Tu viens encore sur VS pour lire les commentaires sur les annonces Hellfest comme par le passé ?

Oui, c’est le webzine que je lis le plus régulièrement. J’y vais un peu moins que par le passé, je ne sais pas pourquoi. Je continue à lire les news, mais je passe moins de temps pour lire les commentaires. C’était assez rigolo, même si des fois, quand tu vois ça, t’as envie de coller des calottes. Mais ça nous a permis d’avoir du travail en plus. Internet a permis à tout le monde de faire croire qu’ils en avaient une grosse, alors que finalement c’est un gros geek épais comme un sauret qui blablate. Voilà, après chacun donne son point de vue, c’est ce qui fait que c’est relativement sympa. Je crois que le pire c’est plus VS désormais, mais c’est devenu facebook. Avant, tu pouvais définir à peu près le profil de personne. Mais bon, sur VS, quand tu lis les commentaires des annonces Hellfest, à partir de la deuxième, tout le monde était là « ouais c’est génial » et quand on a mis le nom des têtes d’affiches, on s’est fait conspuer.

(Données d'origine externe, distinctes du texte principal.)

//! Student average results

use std::collections::HashMap;
use std::sync::Arc;

use chrono::{DateTime, Utc};
use serde::{Deserialize, Serialize};

use crate::domain::{AcademicYearId, Semester, StudentId, SubjectId};
use crate::grading::{
    general_average, round2, semester_calculation, ClassStatistics, Mention, ResolvedAssessment,
    SemesterCalculation,
};

/// A student's averages for one semester or the whole academic year.
#[derive(Debug, Clone, PartialEq, Serialize, Deserialize)]
pub struct StudentAverages {
    pub student_id: StudentId,
    pub academic_year_id: AcademicYearId,
    /// `None` for the whole year
    pub semester: Option<Semester>,
    pub subject_averages: HashMap<SubjectId, f64>,
    pub overall_average: f64,
    /// Sum of the coefficients of counted subjects
    pub total_credits: f64,
    /// Computation time, for display only
    pub calculated_at: DateTime<Utc>,
    /// Semester aggregates the overall average was built from
    pub semesters: Vec<SemesterCalculation>,
}

impl StudentAverages {
    /// Aggregate resolved rows for one semester, or for both when
    /// `semester` is `None`.
    pub fn compute(
        student_id: StudentId,
        academic_year_id: AcademicYearId,
        semester: Option<Semester>,
        rows: &[ResolvedAssessment],
        default_coefficient: f64,
    ) -> Self {
        let semesters: Vec<SemesterCalculation> = match semester {
            Some(s) => vec![semester_calculation(s, rows, default_coefficient)],
            None => Semester::ALL
                .iter()
                .map(|s| semester_calculation(*s, rows, default_coefficient))
                .filter(|calc| !calc.is_empty())
                .collect(),
        };

        let overall_average = match semesters.as_slice() {
            [] => 0.0,
            [only] => general_average(Some(only), None),
            [first, second, ..] => general_average(Some(first), Some(second)),
        };

        Self {
            student_id,
            academic_year_id,
            semester,
            subject_averages: subject_averages(&semesters),
            overall_average,
            total_credits: semesters.iter().map(|s| s.total_coefficients).sum(),
            calculated_at: Utc::now(),
            semesters,
        }
    }

    /// Overall average rounded for display.
    pub fn display_average(&self) -> f64 {
        round2(self.overall_average)
    }

    pub fn mention(&self, scale_max: f64) -> Mention {
        Mention::from_average(self.overall_average, scale_max)
    }

    pub fn subject_count(&self) -> usize {
        self.subject_averages.len()
    }
}

/// Per-subject `Σ total / Σ coefficient` across the given semesters.
fn subject_averages(semesters: &[SemesterCalculation]) -> HashMap<SubjectId, f64> {
    let mut sums: HashMap<SubjectId, (f64, f64)> = HashMap::new();
    for course in semesters.iter().flat_map(|s| s.courses.iter()) {
        let entry = sums.entry(course.subject_id.clone()).or_insert((0.0, 0.0));
        entry.0 += course.total;
        entry.1 += course.coefficient;
    }

    // A lone zero-coefficient course still reports its own average.
    let single: HashMap<&SubjectId, f64> = semesters
        .iter()
        .flat_map(|s| s.courses.iter())
        .map(|c| (&c.subject_id, c.weighted_average))
        .collect();

    sums.iter()
        .map(|(subject, (points, coefficients))| {
            let average = if *coefficients == 0.0 {
                single.get(subject).copied().unwrap_or(0.0)
            } else {
                points / coefficients
            };
            (subject.clone(), average)
        })
        .collect()
}

/// Per-student failure inside a batch.
#[derive(Debug, Clone, PartialEq, Serialize)]
pub struct BatchFailure {
    pub student_id: StudentId,
    pub error_kind: String,
    pub message: String,
}

/// Result of a batch lookup.
#[derive(Debug, Clone, Serialize)]
pub struct BatchAverages {
    pub academic_year_id: AcademicYearId,
    pub semester: Option<Semester>,
    /// In request order, duplicates removed
    pub results: Vec<Arc<StudentAverages>>,
    pub failures: Vec<BatchFailure>,
    /// Served from cache without computation
    pub cached_count: usize,
    pub computed_count: usize,
}

impl BatchAverages {
    pub fn failure_count(&self) -> usize {
        self.failures.len()
    }

    pub fn get(&self, student_id: &StudentId) -> Option<&StudentAverages> {
        self.results
            .iter()
            .find(|r| &r.student_id == student_id)
            .map(|r| r.as_ref())
    }
}

/// Value type held by the calculation cache.
#[derive(Debug, Clone)]
pub enum CachedCalculation {
    StudentAverages(Arc<StudentAverages>),
    ClassStatistics(ClassStatistics),
}
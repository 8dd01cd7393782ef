//! Mention bands layered over an average.

use serde::{Deserialize, Serialize};

/// Qualitative label derived from an average.
#[derive(Debug, Clone, Copy, PartialEq, Eq, PartialOrd, Ord, Serialize, Deserialize)]
pub enum Mention {
    Ajourne,
    Passable,
    AssezBien,
    Bien,
    TresBien,
}

impl Mention {
    /// Band an average expressed on `scale_max`. Thresholds are the usual
    /// 10/12/14/16 out of 20, scaled proportionally.
    pub fn from_average(average: f64, scale_max: f64) -> Self {
        let on_twenty = if scale_max > 0.0 {
            average * 20.0 / scale_max
        } else {
            0.0
        };

        if on_twenty >= 16.0 {
            Mention::TresBien
        } else if on_twenty >= 14.0 {
            Mention::Bien
        } else if on_twenty >= 12.0 {
            Mention::AssezBien
        } else if on_twenty >= 10.0 {
            Mention::Passable
        } else {
            Mention::Ajourne
        }
    }

    pub fn label(self) -> &'static str {
        match self {
            Mention::TresBien => "Très Bien",
            Mention::Bien => "Bien",
            Mention::AssezBien => "Assez Bien",
            Mention::Passable => "Passable",
            Mention::Ajourne => "Ajourné",
        }
    }

    pub fn is_pass(self) -> bool {
        self >= Mention::Passable
    }
}

impl std::fmt::Display for Mention {
    fn fmt(&self, f: &mut std::fmt::Formatter<'_>) -> std::fmt::Result {
        write!(f, "{}", self.label())
    }
}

Si on écoutait tous les commentaires, le Hellfest serait le meilleur festival underground si tu virais toutes les mainstages, nous on serait ruinés et on arrêterait au bout d’un an. Sur facebook, il y a tout le monde, du jeune de 16 ans qui n’a pas forcément une culture très développée ou le mec très pointu qui va gueuler parce qu’il y a les Guns ou machin. Je n’arrive plus à lire les commentaires sur facebook. Encore sur VS, ça reste dans le folklore, il y a quand même pas mal de gens qui connaissent leur musique et ce site m’a permis de pouvoir découvrir certains artistes. J’écoute très peu de death ou black, mais je sais pertinemment te dire c’est quoi ça ou c’est quoi ça. Mon métier c’est de connaître ce que veulent les gens, il faut s’ouvrir aux autres et programmer ce qu’aiment les autres. J’ai délaissé le hardcore pendant très longtemps parce que ce n’est pas en me faisant plaisir et en étant égoïste que j’arriverai à faire du Hellfest un festival super chouette. Il faut rester dans le fil de l’actualité.


Ton mot de la fin ?

C’est toujours difficile d’avoir un dernier mot après une discussion de deux heures. (Rires) J’espère que l’interview répondra à certaines questions, à certains internautes, j’espère que tout va bien se passer. On considère toujours que VS est le plus grand webzine français à nos yeux, je m’entends super bien avec Greg. On n’a pas commencé le Hellfest pour programmer Metallica et se faire du fric, on tient à notre éthique et essayer de fidéliser les fans des premières heures. Même si on comprend que le virage du festival puisse décevoir certains fans.

Un grand merci à Ben Barbaud, VS Greg et Seb d’avoir rendu cet entretien possible.